Mean Estimation Algorithms

Sources:

  1. Shiyu Zhao. Chapter 5: Monte Carlo Methods. Mathematical Foundations of Reinforcement Learning
  2. Shiyu Zhao. Chapter 6: Stochastic Approximation. Mathematical Foundations of Reinforcement Learning

Mean estimation: compute \(\mathbb{E}[X]\) using \(\left\{x_k\right\}\) \[ w_{k+1}=w_k-\frac{1}{k}\left(w_k-x_k\right) \]

Mean estimation problem

Consider a random variable \(X\) that can take values from a finite set of real numbers denoted as \(\mathcal{X}\), suppose that our task is to calculate the mean or expected value1 of \(X\), i.e., \(\mathbb{E}[X]\).

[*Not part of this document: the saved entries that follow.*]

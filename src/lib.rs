//! Event categorization and typed dispatch for a multimedia platform's event union.
//!
//! Every platform event carries a `u32` discriminant. This crate models the union
//! as a closed Rust enum ([`EventPayload`]) inside an [`Event`] record, sorts any
//! discriminant into a [`Category`] with [`classify`], and offers typed access
//! through views, chained handlers and visitors (see [`dispatch`]).
//!
//! Around that core sit the pieces needed to run without a native library:
//! event sources and an in-memory [`EventQueue`], the custom-event
//! [`EventRegistry`], a listener [`EventBus`], and the [`EventManager`] that ties
//! them together from a TOML [`Config`].
//!
//! ```
//! use evdispatch::{classify, Category, EventType};
//!
//! assert_eq!(classify(EventType::KeyDown), Category::Keyboard);
//! assert_eq!(classify(0x8001u32), Category::User);
//! assert_eq!(classify(0xFFFF_FFF0u32), Category::Unknown);
//! ```

pub mod backends;
pub mod category;
pub mod codes;
pub mod config;
pub mod dispatch;
pub mod error;
pub mod event;
pub mod event_type;
pub mod eventbus;
pub mod filtered_listener;
pub mod logger;
pub mod manager;
pub mod queue;
pub mod registry;
pub mod source;

pub use backends::VirtualSource;
pub use category::*;
pub use codes::*;
pub use config::{Config, LogFormat, LogLevel, LoggingConfig};
pub use dispatch::{Dispatch, EventView, EventVisitor};
pub use error::{Error, Result};
pub use event::*;
pub use event_type::*;
pub use eventbus::{EventBus, EventFilter, EventListener, ListenerId};
pub use filtered_listener::FilteredListener;
pub use logger::Logger;
pub use manager::EventManager;
pub use queue::{EventQueue, WatchId, DEFAULT_QUEUE_CAPACITY};
pub use registry::EventRegistry;
pub use source::EventSource;
use crate::config::{LogFormat, LogLevel, LoggingConfig};
use crate::error::Result;
use crate::eventbus::EventListener;
use crate::Event;

/// A listener that writes every event it receives to `tracing`.
///
/// Category filtering is done by the bus the logger is registered on; see
/// [`EventManager::from_config`](crate::EventManager::from_config).
#[derive(Debug, Clone, Copy, Default)]
pub struct Logger {
    format: LogFormat,
    level: LogLevel,
}

impl Logger {
    pub fn new() -> Self {
        Self::default()
    }

    pub fn with_format(mut self, format: LogFormat) -> Self {
        self.format = format;
        self
    }

    pub fn with_level(mut self, level: LogLevel) -> Self {
        self.level = level;
        self
    }

    pub fn from_config(config: &LoggingConfig) -> Self {
        Self {
            format: config.format,
            level: config.level,
        }
    }

    /// Renders `event` the way it is logged.
    pub fn format(&self, event: &Event) -> Result<String> {
        match self.format {
            LogFormat::Text => {
                let name = match event.event_type() {
                    Some(t) => t.name().to_string(),
                    None => format!("{:#x}", event.raw_type()),
                };
                Ok(format!("[{}] {} @ {}", event.category(), name, event.timestamp()))
            }
            LogFormat::Json => Ok(serde_json::to_string(event)?),
        }
    }
}

impl EventListener for Logger {
    fn on_event(&mut self, event: &Event) {
        let line = match self.format(event) {
            Ok(line) => line,
            Err(err) => {
                tracing::warn!(%err, event_type = event.raw_type(), "failed to format event");
                return;
            }
        };
        match self.level {
            LogLevel::Trace => tracing::trace!(target: "evdispatch::events", "{line}"),
            LogLevel::Debug => tracing::debug!(target: "evdispatch::events", "{line}"),
            LogLevel::Info => tracing::info!(target: "evdispatch::events", "{line}"),
            LogLevel::Warn => tracing::warn!(target: "evdispatch::events", "{line}"),
            LogLevel::Error => tracing::error!(target: "evdispatch::events", "{line}"),
        }
    }
}

#[cfg(test)]
mod tests {
    use super::*;
    use crate::codes::{Keycode, Scancode};
    use crate::event::{KeyboardEvent, UnknownEvent, UserEvent};

    #[test]
    fn text_format_names_category_and_type() {
        let logger = Logger::new();
        let key = Event::new(42, KeyboardEvent::new(Scancode::A, Keycode::A, true));
        assert_eq!(logger.format(&key).unwrap(), "[keyboard] key_down @ 42");

        let user = Event::new(7, UserEvent::new(0x8001).unwrap());
        assert_eq!(logger.format(&user).unwrap(), "[user] 0x8001 @ 7");

        let unknown = Event::new(8, UnknownEvent::new(0x5000).unwrap());
        assert_eq!(logger.format(&unknown).unwrap(), "[unknown] 0x5000 @ 8");
    }

    #[test]
    fn json_format_is_valid_json() {
        let logger = Logger::new().with_format(LogFormat::Json);
        let line = logger.format(&Event::quit(5)).unwrap();
        let value: serde_json::Value = serde_json::from_str(&line).unwrap();
        assert_eq!(value["timestamp"], 5);
    }

    #[test]
    fn logging_never_panics_without_subscriber() {
        let mut logger = Logger::new().with_level(LogLevel::Error);
        logger.on_event(&Event::quit(1));
    }
}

Two approaches can be used to calculate \(\mathbb{E}[X]\).

Model based case

The first approach is model-based. Here, the model refers to the probability distribution of \(X\). If the model is known, then the mean can be directly calculated based on the definition of the expected value: \[ \begin{equation} \label{eq_1} \mathbb{E}[X]=\sum_{x \in \mathcal{X}} p(x) x \end{equation} \]

Model free case

The second approach is model-free. When the probability distribution (i.e., the model) of \(X\) is unknown, suppose that we have some samples \(\left\{x_1, x_2, \ldots, x_n\right\}\) of \(X\). Then, the mean can be approximated as \[ \begin{equation} \label{eq_2} \mathbb{E}[X] \approx \bar{x} \triangleq \frac{1}{n} \sum_{j=1}^n x_j . \end{equation} \]

When \(n\) is small, this approximation may not be accurate. However, as \(n\) increases, the approximation becomes increasingly accurate. When \(n \rightarrow \infty\), we have \(\bar{x} \rightarrow \mathbb{E}[X]\).

This is guaranteed by the law of large numbers (L.L.N.): the average of a large number of samples is close to the expected value.

This is called the Monte Carlo method.

Law of large numbers

For a random variable \(X\), suppose that \(\left\{x_i\right\}_{i=1}^n\) are some i.i.d. samples. Let \(\bar{x}=\) \(\frac{1}{n} \sum_{i=1}^n x_i\) be the average of the samples. Then, \[ \begin{aligned} \mathbb{E}[\bar{x}] & =\mathbb{E}[X], \\ \operatorname{var}[\bar{x}] & =\frac{1}{n} \operatorname{var}[X] . \end{aligned} \]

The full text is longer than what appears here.